Extracted entries ->
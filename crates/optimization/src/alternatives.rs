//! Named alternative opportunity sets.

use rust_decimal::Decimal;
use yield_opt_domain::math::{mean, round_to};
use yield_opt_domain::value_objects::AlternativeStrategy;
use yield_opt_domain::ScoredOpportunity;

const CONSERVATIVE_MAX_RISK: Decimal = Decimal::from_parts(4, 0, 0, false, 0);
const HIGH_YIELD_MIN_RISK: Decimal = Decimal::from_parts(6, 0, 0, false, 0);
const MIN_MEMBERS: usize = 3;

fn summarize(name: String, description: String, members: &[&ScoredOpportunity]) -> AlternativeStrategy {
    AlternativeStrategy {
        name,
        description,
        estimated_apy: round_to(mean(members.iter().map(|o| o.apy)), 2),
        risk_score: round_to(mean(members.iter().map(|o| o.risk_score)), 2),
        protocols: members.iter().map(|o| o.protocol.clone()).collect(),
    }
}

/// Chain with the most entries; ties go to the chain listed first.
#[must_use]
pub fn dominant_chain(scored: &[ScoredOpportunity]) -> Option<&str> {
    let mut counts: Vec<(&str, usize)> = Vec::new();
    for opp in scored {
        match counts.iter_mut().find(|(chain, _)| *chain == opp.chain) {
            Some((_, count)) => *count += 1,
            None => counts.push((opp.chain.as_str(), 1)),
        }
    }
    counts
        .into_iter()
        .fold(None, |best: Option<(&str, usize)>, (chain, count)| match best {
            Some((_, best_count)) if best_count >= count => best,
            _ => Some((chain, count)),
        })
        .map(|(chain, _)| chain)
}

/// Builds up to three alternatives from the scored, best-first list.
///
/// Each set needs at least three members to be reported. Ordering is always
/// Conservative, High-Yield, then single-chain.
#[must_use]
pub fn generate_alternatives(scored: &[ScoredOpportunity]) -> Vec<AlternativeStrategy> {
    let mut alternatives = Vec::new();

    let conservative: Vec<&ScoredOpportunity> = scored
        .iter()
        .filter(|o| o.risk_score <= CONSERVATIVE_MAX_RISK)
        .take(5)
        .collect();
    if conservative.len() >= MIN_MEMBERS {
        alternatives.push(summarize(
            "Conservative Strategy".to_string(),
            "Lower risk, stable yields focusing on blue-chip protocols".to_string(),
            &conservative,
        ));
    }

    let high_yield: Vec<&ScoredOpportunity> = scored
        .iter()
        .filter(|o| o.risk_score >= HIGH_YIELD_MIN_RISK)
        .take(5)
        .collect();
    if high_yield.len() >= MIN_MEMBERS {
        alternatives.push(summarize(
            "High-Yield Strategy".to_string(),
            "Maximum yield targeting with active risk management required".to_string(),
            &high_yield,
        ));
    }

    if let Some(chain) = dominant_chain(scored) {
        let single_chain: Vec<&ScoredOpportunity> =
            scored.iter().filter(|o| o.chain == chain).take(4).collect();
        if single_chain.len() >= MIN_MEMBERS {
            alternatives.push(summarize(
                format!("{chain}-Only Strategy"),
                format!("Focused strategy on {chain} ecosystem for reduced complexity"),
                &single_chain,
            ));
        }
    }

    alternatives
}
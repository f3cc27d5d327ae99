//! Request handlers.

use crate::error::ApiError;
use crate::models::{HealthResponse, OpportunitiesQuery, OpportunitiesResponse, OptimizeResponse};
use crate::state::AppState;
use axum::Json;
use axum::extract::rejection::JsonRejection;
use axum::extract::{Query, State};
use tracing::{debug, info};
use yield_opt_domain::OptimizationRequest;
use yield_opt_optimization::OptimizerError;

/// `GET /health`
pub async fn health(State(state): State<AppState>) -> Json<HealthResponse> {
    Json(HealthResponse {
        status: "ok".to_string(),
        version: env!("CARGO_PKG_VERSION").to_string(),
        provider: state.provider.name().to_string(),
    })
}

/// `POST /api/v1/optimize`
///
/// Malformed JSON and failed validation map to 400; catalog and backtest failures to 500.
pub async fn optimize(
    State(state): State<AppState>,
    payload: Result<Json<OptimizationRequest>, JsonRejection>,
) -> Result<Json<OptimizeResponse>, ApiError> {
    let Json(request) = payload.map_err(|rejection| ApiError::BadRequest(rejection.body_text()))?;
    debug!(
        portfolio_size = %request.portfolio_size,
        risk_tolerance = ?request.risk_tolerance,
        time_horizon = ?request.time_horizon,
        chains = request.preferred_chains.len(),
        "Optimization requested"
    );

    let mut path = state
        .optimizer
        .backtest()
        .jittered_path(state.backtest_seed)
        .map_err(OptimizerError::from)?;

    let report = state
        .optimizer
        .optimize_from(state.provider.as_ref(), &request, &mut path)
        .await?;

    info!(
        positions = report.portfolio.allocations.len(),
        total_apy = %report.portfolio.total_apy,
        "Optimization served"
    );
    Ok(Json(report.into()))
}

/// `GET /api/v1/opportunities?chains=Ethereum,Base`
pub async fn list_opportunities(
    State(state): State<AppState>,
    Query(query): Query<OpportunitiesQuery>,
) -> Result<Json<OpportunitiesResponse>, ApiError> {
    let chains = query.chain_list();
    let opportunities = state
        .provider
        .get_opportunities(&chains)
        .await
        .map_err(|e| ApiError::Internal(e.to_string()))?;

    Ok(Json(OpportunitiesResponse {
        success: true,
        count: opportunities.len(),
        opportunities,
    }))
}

* * *

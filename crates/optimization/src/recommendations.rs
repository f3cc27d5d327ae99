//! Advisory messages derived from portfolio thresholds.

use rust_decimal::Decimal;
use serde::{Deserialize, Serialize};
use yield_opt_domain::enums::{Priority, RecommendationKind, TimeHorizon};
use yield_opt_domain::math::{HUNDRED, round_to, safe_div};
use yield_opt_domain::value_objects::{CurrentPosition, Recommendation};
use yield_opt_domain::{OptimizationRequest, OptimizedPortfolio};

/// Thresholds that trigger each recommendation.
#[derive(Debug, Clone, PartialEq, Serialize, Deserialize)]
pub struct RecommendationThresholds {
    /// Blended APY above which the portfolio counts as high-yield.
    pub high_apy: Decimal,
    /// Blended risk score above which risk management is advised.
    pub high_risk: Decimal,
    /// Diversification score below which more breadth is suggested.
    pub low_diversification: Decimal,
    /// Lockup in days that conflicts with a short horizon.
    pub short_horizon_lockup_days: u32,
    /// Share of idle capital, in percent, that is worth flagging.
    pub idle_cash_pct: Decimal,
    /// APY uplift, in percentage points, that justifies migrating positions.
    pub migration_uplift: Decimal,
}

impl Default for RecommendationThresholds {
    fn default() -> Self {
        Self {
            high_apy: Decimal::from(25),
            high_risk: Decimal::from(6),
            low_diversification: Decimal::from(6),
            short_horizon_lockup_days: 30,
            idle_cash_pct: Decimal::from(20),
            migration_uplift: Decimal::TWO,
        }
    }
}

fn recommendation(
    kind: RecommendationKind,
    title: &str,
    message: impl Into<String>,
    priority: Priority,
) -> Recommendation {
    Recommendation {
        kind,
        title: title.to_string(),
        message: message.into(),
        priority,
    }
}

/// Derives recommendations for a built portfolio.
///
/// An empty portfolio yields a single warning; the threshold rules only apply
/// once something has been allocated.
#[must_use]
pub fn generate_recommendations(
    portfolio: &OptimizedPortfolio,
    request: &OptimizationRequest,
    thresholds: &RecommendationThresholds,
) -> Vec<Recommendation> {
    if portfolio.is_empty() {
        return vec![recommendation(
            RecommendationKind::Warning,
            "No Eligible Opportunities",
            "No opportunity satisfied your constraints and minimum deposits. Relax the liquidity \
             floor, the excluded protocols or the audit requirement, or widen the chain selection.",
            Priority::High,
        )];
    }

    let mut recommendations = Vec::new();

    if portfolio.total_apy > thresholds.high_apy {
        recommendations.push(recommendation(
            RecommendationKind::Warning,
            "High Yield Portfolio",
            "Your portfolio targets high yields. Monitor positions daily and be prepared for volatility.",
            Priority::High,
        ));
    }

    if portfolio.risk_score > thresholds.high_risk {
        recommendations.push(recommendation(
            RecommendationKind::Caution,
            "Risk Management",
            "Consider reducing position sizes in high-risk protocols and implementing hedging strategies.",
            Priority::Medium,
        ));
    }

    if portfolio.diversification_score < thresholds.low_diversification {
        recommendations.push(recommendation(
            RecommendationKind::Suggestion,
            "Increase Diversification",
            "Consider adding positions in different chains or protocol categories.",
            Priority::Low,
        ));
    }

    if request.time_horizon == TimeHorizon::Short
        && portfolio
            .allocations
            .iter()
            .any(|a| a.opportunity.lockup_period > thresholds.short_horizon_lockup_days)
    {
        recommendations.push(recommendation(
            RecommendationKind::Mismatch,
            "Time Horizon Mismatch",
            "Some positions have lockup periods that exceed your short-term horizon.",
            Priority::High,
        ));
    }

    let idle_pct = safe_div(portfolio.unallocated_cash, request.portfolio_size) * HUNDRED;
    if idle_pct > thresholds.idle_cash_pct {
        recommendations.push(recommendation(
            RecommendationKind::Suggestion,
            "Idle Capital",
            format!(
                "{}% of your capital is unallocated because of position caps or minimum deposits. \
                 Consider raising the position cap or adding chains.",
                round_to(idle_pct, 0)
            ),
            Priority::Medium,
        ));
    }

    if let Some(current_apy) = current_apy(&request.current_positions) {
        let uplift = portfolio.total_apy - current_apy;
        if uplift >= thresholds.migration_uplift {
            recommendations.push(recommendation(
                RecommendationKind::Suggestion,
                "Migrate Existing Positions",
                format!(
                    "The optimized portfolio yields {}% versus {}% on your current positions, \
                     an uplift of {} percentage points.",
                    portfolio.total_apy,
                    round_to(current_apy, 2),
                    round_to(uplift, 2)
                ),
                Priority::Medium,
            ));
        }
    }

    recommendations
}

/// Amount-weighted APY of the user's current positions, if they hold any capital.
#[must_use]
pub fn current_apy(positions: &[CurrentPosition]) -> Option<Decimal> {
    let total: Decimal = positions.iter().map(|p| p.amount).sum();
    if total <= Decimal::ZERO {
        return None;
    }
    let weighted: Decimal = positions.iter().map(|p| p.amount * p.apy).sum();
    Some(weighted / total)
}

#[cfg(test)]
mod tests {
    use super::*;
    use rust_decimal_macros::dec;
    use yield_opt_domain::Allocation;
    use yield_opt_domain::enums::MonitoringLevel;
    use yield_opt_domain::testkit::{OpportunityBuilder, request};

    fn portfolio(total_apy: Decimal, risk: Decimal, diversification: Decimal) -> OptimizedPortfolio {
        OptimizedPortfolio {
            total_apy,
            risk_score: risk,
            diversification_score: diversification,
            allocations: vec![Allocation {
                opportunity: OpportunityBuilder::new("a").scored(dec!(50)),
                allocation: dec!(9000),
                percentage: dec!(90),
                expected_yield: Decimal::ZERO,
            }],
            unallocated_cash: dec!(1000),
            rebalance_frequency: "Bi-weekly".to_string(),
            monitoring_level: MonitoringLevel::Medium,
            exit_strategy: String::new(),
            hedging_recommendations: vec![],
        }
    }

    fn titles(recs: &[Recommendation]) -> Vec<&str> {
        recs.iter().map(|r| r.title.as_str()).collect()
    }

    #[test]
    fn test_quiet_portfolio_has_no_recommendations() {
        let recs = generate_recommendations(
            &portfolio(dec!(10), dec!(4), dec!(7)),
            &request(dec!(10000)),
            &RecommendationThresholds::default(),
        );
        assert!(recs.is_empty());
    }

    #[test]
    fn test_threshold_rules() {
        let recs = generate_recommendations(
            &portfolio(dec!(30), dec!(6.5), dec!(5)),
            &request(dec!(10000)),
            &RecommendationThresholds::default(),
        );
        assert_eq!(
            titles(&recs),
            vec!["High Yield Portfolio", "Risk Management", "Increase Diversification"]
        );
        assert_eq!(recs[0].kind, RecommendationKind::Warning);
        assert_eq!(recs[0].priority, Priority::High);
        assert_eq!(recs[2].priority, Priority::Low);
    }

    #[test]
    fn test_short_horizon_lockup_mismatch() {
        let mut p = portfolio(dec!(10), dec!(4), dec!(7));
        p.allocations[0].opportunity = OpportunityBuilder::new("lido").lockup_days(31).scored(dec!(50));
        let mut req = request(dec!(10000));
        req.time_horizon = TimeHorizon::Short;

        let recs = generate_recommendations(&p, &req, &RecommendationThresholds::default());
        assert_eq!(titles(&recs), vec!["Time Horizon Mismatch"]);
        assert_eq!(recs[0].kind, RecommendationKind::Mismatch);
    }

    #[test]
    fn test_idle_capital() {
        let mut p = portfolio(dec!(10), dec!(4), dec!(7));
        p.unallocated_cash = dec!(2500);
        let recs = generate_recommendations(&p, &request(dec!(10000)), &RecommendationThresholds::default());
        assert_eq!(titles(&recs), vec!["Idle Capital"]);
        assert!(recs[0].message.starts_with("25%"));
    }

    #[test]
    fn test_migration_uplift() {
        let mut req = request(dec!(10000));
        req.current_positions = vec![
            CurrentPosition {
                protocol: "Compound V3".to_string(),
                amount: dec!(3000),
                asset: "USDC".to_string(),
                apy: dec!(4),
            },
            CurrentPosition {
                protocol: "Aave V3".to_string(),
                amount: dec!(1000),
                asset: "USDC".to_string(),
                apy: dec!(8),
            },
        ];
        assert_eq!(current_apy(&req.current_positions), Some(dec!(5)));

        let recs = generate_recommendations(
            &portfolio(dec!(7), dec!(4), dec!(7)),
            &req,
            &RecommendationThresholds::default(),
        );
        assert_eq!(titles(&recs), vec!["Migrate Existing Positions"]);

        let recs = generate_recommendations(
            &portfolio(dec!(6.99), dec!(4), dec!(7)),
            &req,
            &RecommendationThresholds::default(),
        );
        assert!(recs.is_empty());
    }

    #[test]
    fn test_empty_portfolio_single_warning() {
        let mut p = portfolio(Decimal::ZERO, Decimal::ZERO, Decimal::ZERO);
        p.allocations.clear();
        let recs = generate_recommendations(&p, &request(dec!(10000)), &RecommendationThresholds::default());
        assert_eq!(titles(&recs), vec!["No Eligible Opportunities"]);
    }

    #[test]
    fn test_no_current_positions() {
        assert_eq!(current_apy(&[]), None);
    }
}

Problem to solve ->
Your task is to list each line of the records with the word "collect".

The completed task ->
        protocols: members.iter().map(|o| o.protocol.clone()).collect(),
        .collect();
        .collect();
            scored.iter().filter(|o| o.chain == chain).take(4).collect();
        recs.iter().map(|r| r.title.as_str()).collect()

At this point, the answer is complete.